11 Replies Latest reply on Apr 8, 2014 5:16 PM by Anil Allewar

    Eagar loading behavior of BLOBs in Teiid 8.4

    Anil Allewar Newbie

      I am trying to compare Teiid 8.4 performance against native JDBC for Oracle. For most part we found that Teiid performance is comparable with SQL access through JDBC driver when we have tables that don't have BLOB data. We found that with tables having BLOB data, as the number of records increases Teiid performance drops to about 5x-6x times that of direct JDBC access.

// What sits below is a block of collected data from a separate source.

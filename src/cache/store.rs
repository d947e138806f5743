//! TTL key-value cache store
//!
//! Thread-safe with O(1) operations using DashMap. Holds three families of
//! entries the engine shares across requests:
//!
//! - JSON values (the cached aggregate statistics), expiring on a TTL
//! - monotonic counters keyed by UTC day (the request ceiling), expiring
//!   at the next day boundary rather than on a sliding TTL
//! - set-once flags (the once-per-day degradation alert)
//!
//! Expiry uses wall-clock time because counter windows are calendar days,
//! not durations from first touch. Expired entries are dropped lazily on
//! read and swept by a periodic cleanup task.

use chrono::{DateTime, Utc};
use dashmap::mapref::entry::Entry;
use dashmap::DashMap;
use serde::de::DeserializeOwned;
use serde::Serialize;
use std::sync::atomic::{AtomicU64, Ordering};
use std::sync::Arc;
use std::time::Duration;
use tracing::{debug, info, warn};

struct ValueEntry {
    json: String,
    expires_at: DateTime<Utc>,
}

struct CounterEntry {
    count: u64,
    expires_at: DateTime<Utc>,
}

/// Counters for cache effectiveness
#[derive(Debug, Clone, Default)]
pub struct CacheStoreStats {
    pub value_count: usize,
    pub counter_count: usize,
    pub hits: u64,
    pub misses: u64,
}

/// Shared TTL cache store
pub struct TtlCache {
    values: DashMap<String, ValueEntry>,
    counters: DashMap<String, CounterEntry>,
    hits: AtomicU64,
    misses: AtomicU64,
}

impl TtlCache {
    pub fn new() -> Self {
        Self {
            values: DashMap::new(),
            counters: DashMap::new(),
            hits: AtomicU64::new(0),
            misses: AtomicU64::new(0),
        }
    }

    /// Get a JSON value by key. O(1). Expired entries read as misses.
    pub fn get_json<T: DeserializeOwned>(&self, key: &str) -> Option<T> {
        if let Some(entry) = self.values.get(key) {
            if Utc::now() < entry.expires_at {
                match serde_json::from_str(&entry.json) {
                    Ok(value) => {
                        self.hits.fetch_add(1, Ordering::Relaxed);
                        debug!(key = key, "Cache hit");
                        return Some(value);
                    }
                    Err(e) => {
                        warn!(key = key, error = %e, "Cached value failed to decode, dropping");
                        drop(entry);
                        self.values.remove(key);
                        self.misses.fetch_add(1, Ordering::Relaxed);
                        return None;
                    }
                }
            }
            // Expired
            drop(entry);
            self.values.remove(key);
        }

        self.misses.fetch_add(1, Ordering::Relaxed);
        debug!(key = key, "Cache miss");
        None
    }

    /// Store a JSON value with a TTL. O(1).
    pub fn put_json<T: Serialize>(&self, key: &str, value: &T, ttl: Duration) {
        let json = match serde_json::to_string(value) {
            Ok(j) => j,
            Err(e) => {
                warn!(key = key, error = %e, "Value failed to encode, not caching");
                return;
            }
        };
        let expires_at = Utc::now()
            + chrono::Duration::from_std(ttl).unwrap_or_else(|_| chrono::Duration::days(3650));
        debug!(key = key, ttl_secs = ttl.as_secs(), "Cached value");
        self.values.insert(key.to_string(), ValueEntry { json, expires_at });
    }

    /// Remove a value. O(1). Returns whether anything was present.
    pub fn remove(&self, key: &str) -> bool {
        self.values.remove(key).is_some()
    }

    /// Atomically increment a counter and return the new count. O(1).
    ///
    /// A counter found past its expiry restarts from zero with the new
    /// expiry, which is how the daily window rolls over without a reset job.
    pub fn incr(&self, key: &str, expires_at: DateTime<Utc>) -> u64 {
        let mut entry = self
            .counters
            .entry(key.to_string())
            .or_insert_with(|| CounterEntry { count: 0, expires_at });
        if Utc::now() >= entry.expires_at {
            entry.count = 0;
            entry.expires_at = expires_at;
        }
        entry.count += 1;
        entry.count
    }

    /// Read a counter without incrementing. Missing or expired reads as 0.
    pub fn counter(&self, key: &str) -> u64 {
        match self.counters.get(key) {
            Some(entry) if Utc::now() < entry.expires_at => entry.count,
            _ => 0,
        }
    }

    /// Set a flag if it is not already set. O(1). Returns true when this
    /// call set it, false when a live flag was already present.
    pub fn set_flag(&self, key: &str, expires_at: DateTime<Utc>) -> bool {
        match self.values.entry(key.to_string()) {
            Entry::Occupied(mut occupied) => {
                if Utc::now() >= occupied.get().expires_at {
                    occupied.insert(ValueEntry {
                        json: "1".to_string(),
                        expires_at,
                    });
                    true
                } else {
                    false
                }
            }
            Entry::Vacant(vacant) => {
                vacant.insert(ValueEntry {
                    json: "1".to_string(),
                    expires_at,
                });
                true
            }
        }
    }

    /// Remove all expired entries. Returns (expired_values, expired_counters).
    pub fn purge_expired(&self) -> (usize, usize) {
        let now = Utc::now();

        let expired_values: Vec<String> = self
            .values
            .iter()
            .filter(|e| now >= e.expires_at)
            .map(|e| e.key().clone())
            .collect();
        for key in &expired_values {
            self.values.remove(key);
        }

        let expired_counters: Vec<String> = self
            .counters
            .iter()
            .filter(|e| now >= e.expires_at)
            .map(|e| e.key().clone())
            .collect();
        for key in &expired_counters {
            self.counters.remove(key);
        }

        if !expired_values.is_empty() || !expired_counters.is_empty() {
            debug!(
                values = expired_values.len(),
                counters = expired_counters.len(),
                "Purged expired cache entries"
            );
        }

        (expired_values.len(), expired_counters.len())
    }

    pub fn stats(&self) -> CacheStoreStats {
        CacheStoreStats {
            value_count: self.values.len(),
            counter_count: self.counters.len(),
            hits: self.hits.load(Ordering::Relaxed),
            misses: self.misses.load(Ordering::Relaxed),
        }
    }
}

impl Default for TtlCache {
    fn default() -> Self {
        Self::new()
    }
}

/// Spawn a background task to periodically purge expired entries
pub fn spawn_cache_cleanup_task(cache: Arc<TtlCache>, interval: Duration) {
    tokio::spawn(async move {
        loop {
            tokio::time::sleep(interval).await;
            let (values, counters) = cache.purge_expired();
            if values > 0 || counters > 0 {
                debug!(values, counters, "Cache cleanup completed");
            }
        }
    });

    info!(interval_secs = interval.as_secs(), "Cache cleanup task started");
}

Please see numbers in the table below that have the Blob column value as "TRUE"

       

      ORACLE-JDBC
      TEIID-JDBC
      Transactions:No of RecordsBlobIteration (ms)Iteration (ms)
      Table Size

      Average -

      1st Iteration

      Average -

      Remaining 4 Iteration

      Average -

      1st Iteration

      Average -

      Remaining 4 Iterations

      Table Name(from old run)
      *******424,351,139TRUE142710014
      *******131,302FALSE13739315
      *******720,85094,687,298FALSE4,3483,5114,5223,880
      *******21,8043,220,420TRUE5512131,5191,620
      *******00TRUE13616014
      *******8,6522,013,954FALSE633146539205
      *******2270,566TRUE14429210
      *******32,5310TRUE9926235,0495,098
      *******00FALSE13526716
      *******00FALSE13616212
      *******69389,770FALSE2284118358
      *******00TRUE13716015
      *******174FALSE1341927
      *******1,103,918119,609,996FALSE6,1205,1576,4425,793
      *******185,454541,726,992TRUE3,7613,30325,13925,518
      *******1,003,798142,704,688FALSE5,3794,4245,7194,939
      *******505,007230,497,476FALSE6,8765,9667,5387,068
      *******505,005405,861,672FALSE16,15015,09019,39919,080
      *******00FALSE13327012
      *******859,457136,837,530FALSE5,3554,5895,6304,979

       

      For the BLOB columns we are just retrieving the object using getObject() and then typecast based on whether the object is an instance of Blob; but not really reading the contents using either getBytes() or getInputStream() on the Blob object. When I debugged through the Teiid client code, I found that the object received in the org.teiid.netty.handler.codec.serialization.CompactObjectInputStream class contains a javax.sql.rowset.serial.SerialBlob object which might mean that the Blob was serialized on the server itself. I also put the read in a transaction and noticed same behavior.

       

      I am confused as to how Teiid handles LOBs; the documentation states that "Source LOB values (LOBs from physical sources) are typically accessed by reference, rather than having the value copied to a temporary location." but that doesn't seem to happening when I look at the behavior. Debugging through the code indicates that the Teiid JDBC client is actually reading the data in the stream and creating a new "javax.sql.rowset.serial.SerialBlob.SerialBlob" object.

       

      BlobType.readReference(ObjectInput) line: 145
      BlobType(Streamable).readExternal(ObjectInput) line: 125
      BatchSerializer$BlobColumnSerializer1.readObject(ObjectInput) line: 333

      Can you please explain what should be the best practice to consume Blobs from source? Also would appreciate any pointers to making read of Blob data performant in Teiid.

      Thanks,
      Anil
        • 1. Re: Eagar loading behavior of BLOBs in Teiid 8.4
          Ramesh Reddy Master

          Anil,

           

          Yes, Teiid does make a copy in its engine. Source DB is remote machine, and so is client machine. In order to serve contents after the source connection is closed/released, Teiid needs to make a copy. When it makes copy, note that it is not sending all the contents to client in one scoop, it does in a memory efficient manner in chunks.

           

          If client and server were in same VM and using the Local Connection, Teiid will pass the source driver's reference to Blob all the way to client avoiding the unnecessary copy.

           

          Ramesh..

          1 of 1 people found this helpful
          • 2. Re: Eagar loading behavior of BLOBs in Teiid 8.4
            Steven Hawkins Master

            There are multiple factors as to whether we copy lobs or attempt to stream them.  It starts with the translator.  If the copyLobs option is enabled, then all lob values will be copied to a value local to the Teiid server.  If copyLobs is not enabled, and inline lobs is enabled (the default) then when the server is serializing a lob value (for consumption by the client or as part of buffering) if the size of the lob is less than the max lob size (8kb), then we'll create a local copy rather than a streaming reference.

             

            So what are the sizes of your lobs and have you changed any of these settings?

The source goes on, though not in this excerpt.